Metro and monorail station in Toyonaka, Osaka Prefecture, Japan

Senri-Chūō Station (千里中央駅, Senri-Chūō-eki) is a railway station on the Kita-Osaka Kyuko Railway (which links directly into the Osaka Metro Midosuji Line) and Osaka Monorail located in Toyonaka, Osaka, Japan.

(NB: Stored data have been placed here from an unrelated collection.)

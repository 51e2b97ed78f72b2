//! Record domain services
//!
//! The back-office operations layered over a [`QuoteRecordPort`]: listing,
//! editing and deleting records, the "email customer" action, and turning a
//! freshly priced quote into a stored record.

use std::sync::Arc;

use chrono::NaiveDate;
use tracing::info;

use core_kernel::Money;
use crate::error::RecordError;
use crate::ports::QuoteRecordPort;
use crate::record::{QuoteRecord, QuoteRecordPatch, STATUS_CONTACTED, STATUS_NEW};

/// The parts of a priced quote that are kept on its back-office record
#[derive(Debug, Clone, PartialEq, Eq)]
pub struct QuoteSummary {
    pub quoted_on: NaiveDate,
    /// Short vehicle description, e.g. `2023 Standard`
    pub vehicle: String,
    pub coverage: String,
    pub premium: Money,
    pub zip: String,
}

/// Builds the patch stored when a priced quote is saved
///
/// The premium is formatted for display (`$1,254.32`) and the status starts
/// at `new`.
pub fn record_patch_from_quote(summary: &QuoteSummary) -> QuoteRecordPatch {
    QuoteRecordPatch::new()
        .date(summary.quoted_on.format("%Y-%m-%d").to_string())
        .vehicle(summary.vehicle.clone())
        .coverage(summary.coverage.clone())
        .premium(summary.premium.to_string())
        .zip(summary.zip.clone())
        .status(STATUS_NEW)
}

/// Service for back-office record operations
#[derive(Clone)]
pub struct RecordService {
    records: Arc<dyn QuoteRecordPort>,
}

impl RecordService {
    /// Creates a service over a record port
    pub fn new(records: Arc<dyn QuoteRecordPort>) -> Self {
        Self { records }
    }

    /// Returns the underlying port
    pub fn port(&self) -> &Arc<dyn QuoteRecordPort> {
        &self.records
    }

    /// Returns every record in stored order
    pub async fn list(&self) -> Result<Vec<QuoteRecord>, RecordError> {
        Ok(self.records.list().await?)
    }

    /// Retrieves one record
    pub async fn get(&self, id: &str) -> Result<QuoteRecord, RecordError> {
        Ok(self.records.get(id).await?)
    }

    /// Creates or edits a record
    pub async fn save(&self, id: &str, patch: QuoteRecordPatch) -> Result<QuoteRecord, RecordError> {
        let record = self.records.upsert(id, patch).await?;
        info!(record_id = %id, "Saved quote record");
        Ok(record)
    }

    /// Marks a customer as contacted about their quote
    ///
    /// No message is sent; only the record status changes.
    ///
    /// # Errors
    ///
    /// Returns `RecordError::NotFound` if no record has this id
    pub async fn mark_contacted(&self, id: &str) -> Result<QuoteRecord, RecordError> {
        let record = self
            .records
            .update(id, QuoteRecordPatch::new().status(STATUS_CONTACTED))
            .await?;
        info!(record_id = %id, "Marked quote record as contacted");
        Ok(record)
    }

    /// Removes a record, returning what was removed
    pub async fn delete(&self, id: &str) -> Result<QuoteRecord, RecordError> {
        let record = self.records.delete(id).await?;
        info!(record_id = %id, "Deleted quote record");
        Ok(record)
    }

    /// Stores a priced quote under its quote id
    ///
    /// # Arguments
    ///
    /// * `id` - The quote id, used as the record id
    /// * `summary` - What was quoted
    /// * `contact` - Customer name, email and phone, if the caller supplied them
    pub async fn record_quote(
        &self,
        id: &str,
        summary: &QuoteSummary,
        contact: QuoteRecordPatch,
    ) -> Result<QuoteRecord, RecordError> {
        let mut patch = record_patch_from_quote(summary);
        patch.customer = contact.customer;
        patch.email = contact.email;
        patch.phone = contact.phone;
        self.save(id, patch).await
    }
}
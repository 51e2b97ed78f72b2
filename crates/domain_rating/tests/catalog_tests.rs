//! Rating Catalog Tests

use domain_rating::catalog::{
    available_vehicle_years, coverage_explanation, discount_explanations,
    pricing_factors_explanation, sample_quote_request, CoverageExplanation,
};
use domain_rating::{CoverageLevel, QuoteRequestValidator, VehicleValue};
use rust_decimal_macros::dec;
use test_utils::{ClockFixtures, EngineFixtures};

#[test]
fn test_vehicle_years_newest_first() {
    let years = available_vehicle_years(ClockFixtures::quote_date());

    assert_eq!(years.len(), 21);
    assert_eq!(years.first(), Some(&2026));
    assert_eq!(years.last(), Some(&2006));
}

#[test]
fn test_option_lists() {
    assert_eq!(
        VehicleValue::labels(),
        vec!["Under $5,000", "$5,000 - $40,000", "Over $40,000"]
    );
    assert_eq!(CoverageLevel::labels(), vec!["Basic", "Standard", "Premium"]);
}

#[test]
fn test_basic_explanation_omits_optional_coverages() {
    match coverage_explanation(Some(CoverageLevel::Basic)) {
        CoverageExplanation::Level { coverage_level, coverages } => {
            assert_eq!(coverage_level, CoverageLevel::Basic);
            assert_eq!(coverages.len(), 3);
            assert_eq!(coverages[0].limit, "$15,000 per person/$30,000 per accident");
            assert_eq!(coverages[1].limit, "$5,000 per accident");
        }
        other => panic!("Expected a single-level explanation, got {:?}", other),
    }
}

#[test]
fn test_full_explanation_marks_missing_coverages() {
    match coverage_explanation(None) {
        CoverageExplanation::AllLevels { coverage_levels, coverages } => {
            assert_eq!(coverage_levels.len(), 3);
            assert_eq!(coverages.len(), 6);
            let collision = &coverages[5];
            assert_eq!(collision.name, "Collision");
            assert_eq!(collision.limits[0].limit, "Not included");
            assert_eq!(collision.limits[2].limit, "$250 deductible");
        }
        other => panic!("Expected an all-level explanation, got {:?}", other),
    }
}

/// Multipliers shown to customers come from the pricing tables
#[test]
fn test_pricing_factors_use_live_multipliers() {
    let factors = pricing_factors_explanation();
    let driving = factors
        .iter()
        .find(|f| f.factor == "Driving frequency")
        .unwrap();

    assert_eq!(driving.impacts[0].option, "Very Little");
    assert_eq!(driving.impacts[0].multiplier, dec!(0.8));

    let age = factors.iter().find(|f| f.factor == "Driver age").unwrap();
    assert_eq!(age.impacts.len(), 6);
    assert_eq!(age.impacts[5].multiplier, dec!(1.3));
}

#[test]
fn test_discount_explanations() {
    let discounts = discount_explanations();

    assert_eq!(discounts.len(), 6);
    assert_eq!(discounts[3].name, "Multi-Policy Discount");
    assert_eq!(discounts[3].typical_amount.to_string(), "$100.00");
}

/// The sample request validates and prices to the documented example
#[test]
fn test_sample_request_prices_to_1254_32() {
    let today = ClockFixtures::quote_date();
    let raw = sample_quote_request(today);
    assert_eq!(raw.vehicle_year, 2023);

    let request = QuoteRequestValidator::validate(&raw, today).unwrap();
    let quote = EngineFixtures::fixed().price(&request);
    assert_eq!(quote.final_premium.amount(), dec!(1254.32));
}
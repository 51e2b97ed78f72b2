//! Store Test Utilities
//!
//! Temporary snapshot stores for repository and API tests. Each store lives
//! in its own temp directory, removed when the value is dropped.

use std::path::PathBuf;
use std::sync::Arc;

use tempfile::TempDir;

use domain_records::QuoteRecordPort;
use infra_store::{QuoteRecordRepository, SnapshotQuoteRecordAdapter};

/// File name of the snapshot inside the temp directory
pub const SNAPSHOT_FILE: &str = "quotes.json";

/// A temp directory holding one quote snapshot
pub struct TempStore {
    dir: TempDir,
}

impl TempStore {
    /// Creates an empty temp directory; no snapshot exists yet
    pub fn new() -> Self {
        Self {
            dir: TempDir::new().expect("Failed to create temp directory"),
        }
    }

    /// Path the snapshot is written to
    pub fn path(&self) -> PathBuf {
        self.dir.path().join(SNAPSHOT_FILE)
    }

    /// Repository that seeds the mock records on first use
    pub fn seeded_repository(&self) -> QuoteRecordRepository {
        QuoteRecordRepository::new(self.path())
    }

    /// Repository whose fresh store starts empty
    pub fn empty_repository(&self) -> QuoteRecordRepository {
        QuoteRecordRepository::unseeded(self.path())
    }

    /// Port over an empty store
    pub fn empty_port(&self) -> Arc<dyn QuoteRecordPort> {
        Arc::new(SnapshotQuoteRecordAdapter::new(self.empty_repository()))
    }

    /// Port over a seeded store
    pub fn seeded_port(&self) -> Arc<dyn QuoteRecordPort> {
        Arc::new(SnapshotQuoteRecordAdapter::new(self.seeded_repository()))
    }

    /// Reads the raw snapshot from disk
    pub fn read_snapshot(&self) -> serde_json::Value {
        let bytes = std::fs::read(self.path()).expect("Failed to read snapshot");
        serde_json::from_slice(&bytes).expect("Snapshot is not valid JSON")
    }

    /// Writes raw bytes over the snapshot
    pub fn write_raw(&self, contents: &str) {
        std::fs::write(self.path(), contents).expect("Failed to write snapshot");
    }
}

impl Default for TempStore {
    fn default() -> Self {
        Self::new()
    }
}
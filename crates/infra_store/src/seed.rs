//! Seed records
//!
//! Written to a fresh store the first time it is opened, so the back-office
//! tool has something to show on first run.

use domain_records::{QuoteRecord, QuoteRecordPatch};

/// The five mock records a new store starts with
pub fn mock_records() -> Vec<QuoteRecord> {
    vec![
        QuoteRecord::from_patch(
            "Q1001",
            QuoteRecordPatch::new()
                .customer("John Smith")
                .email("john.smith@example.com")
                .phone("(555) 123-4567")
                .date("2025-03-15")
                .vehicle("2022 Toyota Camry")
                .coverage("Standard")
                .premium("$1,245.00")
                .status("new")
                .zip("90210"),
        ),
        QuoteRecord::from_patch(
            "Q1002",
            QuoteRecordPatch::new()
                .customer("Sarah Johnson")
                .email("sarah.j@example.com")
                .phone("(555) 234-5678")
                .date("2025-03-14")
                .vehicle("2020 Honda Civic")
                .coverage("Basic")
                .premium("$876.50")
                .status("contacted")
                .zip("10001"),
        ),
        QuoteRecord::from_patch(
            "Q1003",
            QuoteRecordPatch::new()
                .customer("Michael Brown")
                .email("mbrown@example.com")
                .phone("(555) 345-6789")
                .date("2025-03-12")
                .vehicle("2023 BMW X5")
                .coverage("Premium")
                .premium("$2,150.75")
                .status("converted")
                .zip("60601"),
        ),
        QuoteRecord::from_patch(
            "Q1004",
            QuoteRecordPatch::new()
                .customer("Emily Davis")
                .email("emily.davis@example.com")
                .phone("(555) 456-7890")
                .date("2025-03-10")
                .vehicle("2019 Ford F-150")
                .coverage("Standard")
                .premium("$1,432.25")
                .status("new")
                .zip("75201"),
        ),
        QuoteRecord::from_patch(
            "Q1005",
            QuoteRecordPatch::new()
                .customer("David Wilson")
                .email("dwilson@example.com")
                .phone("(555) 567-8901")
                .date("2025-03-08")
                .vehicle("2021 Tesla Model 3")
                .coverage("Premium")
                .premium("$1,987.00")
                .status("lost")
                .zip("98101"),
        ),
    ]
}
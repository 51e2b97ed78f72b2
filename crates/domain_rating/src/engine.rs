//! Pricing engine
//!
//! Turns a validated [`QuoteRequest`] into a [`Quote`]:
//!
//! 1. Build the coverage lines and sum them into the base premium
//! 2. Multiply by the five rating factors to get the subtotal
//! 3. Subtract every applicable flat discount
//! 4. Floor the result at the minimum premium
//!
//! The engine never fails. Its only inputs beyond the request are the
//! injected clock and quote id generator.

use std::sync::Arc;

use chrono::Datelike;
use rust_decimal::Decimal;
use tracing::debug;

use core_kernel::{add_days, Clock, Money, QuoteIdGenerator, RandomQuoteIdGenerator, SystemClock};
use crate::coverage::{base_premium, coverage_lines};
use crate::discount::{applicable_discounts, total_discounts};
use crate::factors::RatingFactors;
use crate::quote::{Quote, MINIMUM_PREMIUM, QUOTE_VALIDITY_DAYS};
use crate::request::QuoteRequest;

/// Prices quote requests
///
/// Cheap to clone and safe to share across request handlers.
#[derive(Debug, Clone)]
pub struct PricingEngine {
    clock: Arc<dyn Clock>,
    id_generator: Arc<dyn QuoteIdGenerator>,
}

impl PricingEngine {
    /// Creates an engine on the system clock with random quote ids
    pub fn new() -> Self {
        Self {
            clock: Arc::new(SystemClock),
            id_generator: Arc::new(RandomQuoteIdGenerator),
        }
    }

    /// Replaces the clock
    pub fn with_clock(mut self, clock: Arc<dyn Clock>) -> Self {
        self.clock = clock;
        self
    }

    /// Replaces the quote id generator
    pub fn with_id_generator(mut self, id_generator: Arc<dyn QuoteIdGenerator>) -> Self {
        self.id_generator = id_generator;
        self
    }

    /// Returns the clock this engine prices against
    pub fn clock(&self) -> &Arc<dyn Clock> {
        &self.clock
    }

    /// Prices a request
    ///
    /// Factors are applied at full precision; only the amounts and factor
    /// values stored on the quote are rounded.
    ///
    /// # Arguments
    ///
    /// * `request` - A request that has already passed validation
    ///
    /// # Returns
    ///
    /// The priced quote, expiring thirty days after today
    pub fn price(&self, request: &QuoteRequest) -> Quote {
        let generated_at = self.clock.now();
        let today = generated_at.date_naive();
        let current_year = generated_at.year();

        let coverages = coverage_lines(request.coverage_level, request.vehicle_value);
        let base = base_premium(&coverages);

        let factors = RatingFactors::for_request(request, current_year);
        let adjusted = base.amount() * factors.product();

        let discounts = applicable_discounts(request, current_year);
        let discount_total = total_discounts(&discounts);

        let (final_premium, at_minimum) = apply_minimum(adjusted, discount_total);
        let quote_id = self.id_generator.generate(today);

        debug!(
            quote_id = %quote_id,
            coverage_level = %request.coverage_level,
            base_premium = %base,
            final_premium = %final_premium,
            "Priced quote"
        );

        Quote {
            request: request.clone(),
            coverages,
            base_premium: base,
            factors: factors.rounded(),
            discounts,
            subtotal: Money::new(adjusted),
            total_discounts: discount_total,
            final_premium,
            at_minimum,
            quote_id,
            expiration_date: add_days(today, QUOTE_VALIDITY_DAYS),
            generated_at,
        }
    }
}

impl Default for PricingEngine {
    fn default() -> Self {
        Self::new()
    }
}

/// Subtracts discounts from the unrounded subtotal and floors the result
///
/// Returns the final premium and whether the floor set it. The comparison
/// uses the unrounded subtotal, the same value the floor is applied to.
fn apply_minimum(adjusted: Decimal, discounts: Money) -> (Money, bool) {
    let discounted = adjusted - discounts.amount();
    let floor = Money::new(MINIMUM_PREMIUM);
    (Money::new(discounted).at_least(floor), discounted < MINIMUM_PREMIUM)
}
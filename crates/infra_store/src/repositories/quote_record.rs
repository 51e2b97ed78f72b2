//! Quote record repository implementation
//!
//! This module provides access to the quote record collection stored in a
//! [`JsonSnapshotStore`]. Every operation loads the snapshot, applies its
//! change in memory and persists the whole collection again, all while
//! holding one lock scoped to the collection.

use std::path::PathBuf;
use std::sync::Arc;

use tokio::sync::RwLock;
use tracing::{debug, info, instrument};

use domain_records::{QuoteRecord, QuoteRecordPatch, QUOTE_RECORD_ENTITY};

use crate::error::StoreError;
use crate::seed::mock_records;
use crate::snapshot::JsonSnapshotStore;

/// Repository for the back-office quote record collection
///
/// Reads take the lock in shared mode; mutations take it exclusively for the
/// whole load-modify-persist cycle, so concurrent writers never lose each
/// other's changes. The lock lives in-process: one process owns the file.
///
/// # Bootstrap
///
/// If no snapshot exists when the repository is first used, the seed records
/// are written before anything is read. This happens at most once.
///
/// # Example
///
/// ```rust,ignore
/// use infra_store::QuoteRecordRepository;
///
/// let repo = QuoteRecordRepository::new("data/quotes.json");
/// let record = repo.get("Q1001").await?;
/// ```
#[derive(Debug, Clone)]
pub struct QuoteRecordRepository {
    store: Arc<RwLock<JsonSnapshotStore>>,
    seed: Arc<Vec<QuoteRecord>>,
}

impl QuoteRecordRepository {
    /// Creates a repository seeded with the mock records
    ///
    /// # Arguments
    ///
    /// * `path` - Location of the snapshot file
    pub fn new(path: impl Into<PathBuf>) -> Self {
        Self::with_seed(path, mock_records())
    }

    /// Creates a repository that seeds a fresh store with `seed`
    pub fn with_seed(path: impl Into<PathBuf>, seed: Vec<QuoteRecord>) -> Self {
        Self {
            store: Arc::new(RwLock::new(JsonSnapshotStore::new(path))),
            seed: Arc::new(seed),
        }
    }

    /// Creates a repository whose fresh store starts empty
    pub fn unseeded(path: impl Into<PathBuf>) -> Self {
        Self::with_seed(path, Vec::new())
    }

    /// Returns the snapshot file path
    pub async fn path(&self) -> PathBuf {
        self.store.read().await.path().to_path_buf()
    }

    /// Writes the seed if no snapshot exists yet
    ///
    /// Checked under the exclusive lock so racing first callers seed once.
    async fn ensure_seeded(&self) -> Result<(), StoreError> {
        if self.store.read().await.exists().await? {
            return Ok(());
        }

        let store = self.store.write().await;
        if !store.exists().await? {
            store.persist(self.seed.as_slice()).await?;
            info!(path = %store.path().display(), count = self.seed.len(), "Seeded quote store");
        }
        Ok(())
    }

    async fn load(store: &JsonSnapshotStore) -> Result<Vec<QuoteRecord>, StoreError> {
        Ok(store.load().await?.unwrap_or_default())
    }

    /// Retrieves every record in stored order
    #[instrument(skip(self))]
    pub async fn list(&self) -> Result<Vec<QuoteRecord>, StoreError> {
        self.ensure_seeded().await?;
        let store = self.store.read().await;
        Self::load(&store).await
    }

    /// Retrieves a record by id
    ///
    /// # Returns
    ///
    /// The record, or `StoreError::NotFound`
    #[instrument(skip(self))]
    pub async fn get(&self, id: &str) -> Result<QuoteRecord, StoreError> {
        self.ensure_seeded().await?;
        let store = self.store.read().await;
        Self::load(&store)
            .await?
            .into_iter()
            .find(|record| record.id == id)
            .ok_or_else(|| StoreError::not_found(QUOTE_RECORD_ENTITY, id))
    }

    /// Merges a patch into a record, appending a new record if absent
    ///
    /// A new record holds the id and exactly the supplied fields.
    #[instrument(skip(self, patch))]
    pub async fn upsert(&self, id: &str, patch: QuoteRecordPatch) -> Result<QuoteRecord, StoreError> {
        self.ensure_seeded().await?;
        let store = self.store.write().await;
        let mut records = Self::load(&store).await?;

        let record = match records.iter_mut().find(|record| record.id == id) {
            Some(record) => {
                record.apply(patch);
                record.clone()
            }
            None => {
                let record = QuoteRecord::from_patch(id, patch);
                records.push(record.clone());
                debug!("Created quote record");
                record
            }
        };

        store.persist(&records).await?;
        Ok(record)
    }

    /// Merges a patch into an existing record
    ///
    /// # Returns
    ///
    /// The updated record, or `StoreError::NotFound` with the store unchanged
    #[instrument(skip(self, patch))]
    pub async fn update(&self, id: &str, patch: QuoteRecordPatch) -> Result<QuoteRecord, StoreError> {
        self.ensure_seeded().await?;
        let store = self.store.write().await;
        let mut records = Self::load(&store).await?;

        let record = records
            .iter_mut()
            .find(|record| record.id == id)
            .ok_or_else(|| StoreError::not_found(QUOTE_RECORD_ENTITY, id))?;
        record.apply(patch);
        let updated = record.clone();

        store.persist(&records).await?;
        Ok(updated)
    }

    /// Removes a record, keeping the others in order
    ///
    /// # Returns
    ///
    /// The removed record, or `StoreError::NotFound` with the store unchanged
    #[instrument(skip(self))]
    pub async fn delete(&self, id: &str) -> Result<QuoteRecord, StoreError> {
        self.ensure_seeded().await?;
        let store = self.store.write().await;
        let mut records = Self::load(&store).await?;

        let index = records
            .iter()
            .position(|record| record.id == id)
            .ok_or_else(|| StoreError::not_found(QUOTE_RECORD_ENTITY, id))?;
        let removed = records.remove(index);

        store.persist(&records).await?;
        Ok(removed)
    }
}
//! Flat dollar discounts
//!
//! Each rule is evaluated independently against the request; every rule that
//! matches contributes its full amount. Rules are listed in quote order.

use rust_decimal_macros::dec;
use serde::{Deserialize, Serialize};

use core_kernel::Money;
use crate::request::{CarOwnership, CoverageLevel, HomeOwnership, MaritalStatus, QuoteRequest};

/// Youngest age that qualifies for the experienced driver discount
pub const EXPERIENCED_DRIVER_MIN_AGE: u32 = 30;

/// Oldest age that qualifies for the experienced driver discount
pub const EXPERIENCED_DRIVER_MAX_AGE: u32 = 65;

/// Maximum vehicle age, in years, for the new vehicle discount
pub const NEW_VEHICLE_MAX_AGE: i32 = 3;

/// The discount rules offered on a quote
#[derive(Debug, Clone, Copy, PartialEq, Eq, Hash, Serialize, Deserialize)]
pub enum DiscountRule {
    Homeowner,
    MarriedDriver,
    ExperiencedDriver,
    MultiPolicy,
    NewVehicle,
    VehicleOwner,
}

impl DiscountRule {
    /// Every rule, in quote order
    pub const ALL: [DiscountRule; 6] = [
        DiscountRule::Homeowner,
        DiscountRule::MarriedDriver,
        DiscountRule::ExperiencedDriver,
        DiscountRule::MultiPolicy,
        DiscountRule::NewVehicle,
        DiscountRule::VehicleOwner,
    ];

    pub fn name(&self) -> &'static str {
        match self {
            DiscountRule::Homeowner => "Homeowner Discount",
            DiscountRule::MarriedDriver => "Married Driver Discount",
            DiscountRule::ExperiencedDriver => "Experienced Driver Discount",
            DiscountRule::MultiPolicy => "Multi-Policy Discount",
            DiscountRule::NewVehicle => "New Vehicle Discount",
            DiscountRule::VehicleOwner => "Vehicle Owner Discount",
        }
    }

    pub fn amount(&self) -> Money {
        match self {
            DiscountRule::Homeowner => Money::new(dec!(75)),
            DiscountRule::MarriedDriver => Money::new(dec!(50)),
            DiscountRule::ExperiencedDriver => Money::new(dec!(40)),
            DiscountRule::MultiPolicy => Money::new(dec!(100)),
            DiscountRule::NewVehicle => Money::new(dec!(60)),
            DiscountRule::VehicleOwner => Money::new(dec!(30)),
        }
    }

    /// Short description printed on the quote
    pub fn description(&self) -> &'static str {
        match self {
            DiscountRule::Homeowner => "Discount for customers who own their home",
            DiscountRule::MarriedDriver => "Discount for married drivers",
            DiscountRule::ExperiencedDriver => "Discount for drivers aged 30-65",
            DiscountRule::MultiPolicy => "Discount for bundling auto with homeowners insurance",
            DiscountRule::NewVehicle => "Discount for newer vehicles with modern safety features",
            DiscountRule::VehicleOwner => "Discount for customers who own their vehicles",
        }
    }

    /// Returns true if the request qualifies for this discount
    ///
    /// # Arguments
    ///
    /// * `request` - The validated quote request
    /// * `current_year` - Calendar year used to age the vehicle
    pub fn applies(&self, request: &QuoteRequest, current_year: i32) -> bool {
        match self {
            DiscountRule::Homeowner => request.home_ownership == HomeOwnership::Own,
            DiscountRule::MarriedDriver => request.marital_status == MaritalStatus::Married,
            DiscountRule::ExperiencedDriver => {
                (EXPERIENCED_DRIVER_MIN_AGE..=EXPERIENCED_DRIVER_MAX_AGE).contains(&request.age)
            }
            DiscountRule::MultiPolicy => {
                request.home_ownership == HomeOwnership::Own
                    && request.coverage_level == CoverageLevel::Premium
            }
            DiscountRule::NewVehicle => request.vehicle_age(current_year) <= NEW_VEHICLE_MAX_AGE,
            DiscountRule::VehicleOwner => request.car_ownership == CarOwnership::Own,
        }
    }
}

/// A discount applied to a quote
#[derive(Debug, Clone, PartialEq, Eq, Serialize, Deserialize)]
pub struct Discount {
    pub name: String,
    pub amount: Money,
    pub description: String,
}

impl From<DiscountRule> for Discount {
    fn from(rule: DiscountRule) -> Self {
        Self {
            name: rule.name().to_string(),
            amount: rule.amount(),
            description: rule.description().to_string(),
        }
    }
}

/// Returns every discount the request qualifies for, in quote order
pub fn applicable_discounts(request: &QuoteRequest, current_year: i32) -> Vec<Discount> {
    DiscountRule::ALL
        .iter()
        .filter(|rule| rule.applies(request, current_year))
        .map(|rule| Discount::from(*rule))
        .collect()
}

/// Sum of discount amounts
pub fn total_discounts(discounts: &[Discount]) -> Money {
    discounts.iter().map(|discount| discount.amount).sum()
}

It is the main railway station in Senri-Chūō, and also called "Senchū (せんちゅう)".

==Lines==
- Kita-Osaka Kyuko Railway Namboku Line (Station Number: M08)
- Osaka Monorail Main Line (Station Number: 15)

==Kita-Osaka Kyuko Railway Namboku Line==
===Layout===
- There is an island platform on the second basement serving two tracks

| 1 | ■ Namboku Line | for Esaka and (Osaka Metro Midosuji Line) Nakamozu |
| 2 | ■ Namboku Line | to Minoh-Kayano |

==Osaka Monorail Main Line==

===Layout===
- There is an elevated island platform serving two lines.

| 1 | ■ Main Line | for Bampaku-kinen-koen (Expo '70 Commemoration Park), Minami-Ibaraki, Kadomashi and Saito-nishi |
| 2 | ■ Main Line | for Hotarugaike and Osaka International Airport |

== History ==
The Osaka Monorail station opened on 1 June 1990, coinciding with the opening of the first phase of the Osaka Monorail Line from this station to Minami-Ibaraki station.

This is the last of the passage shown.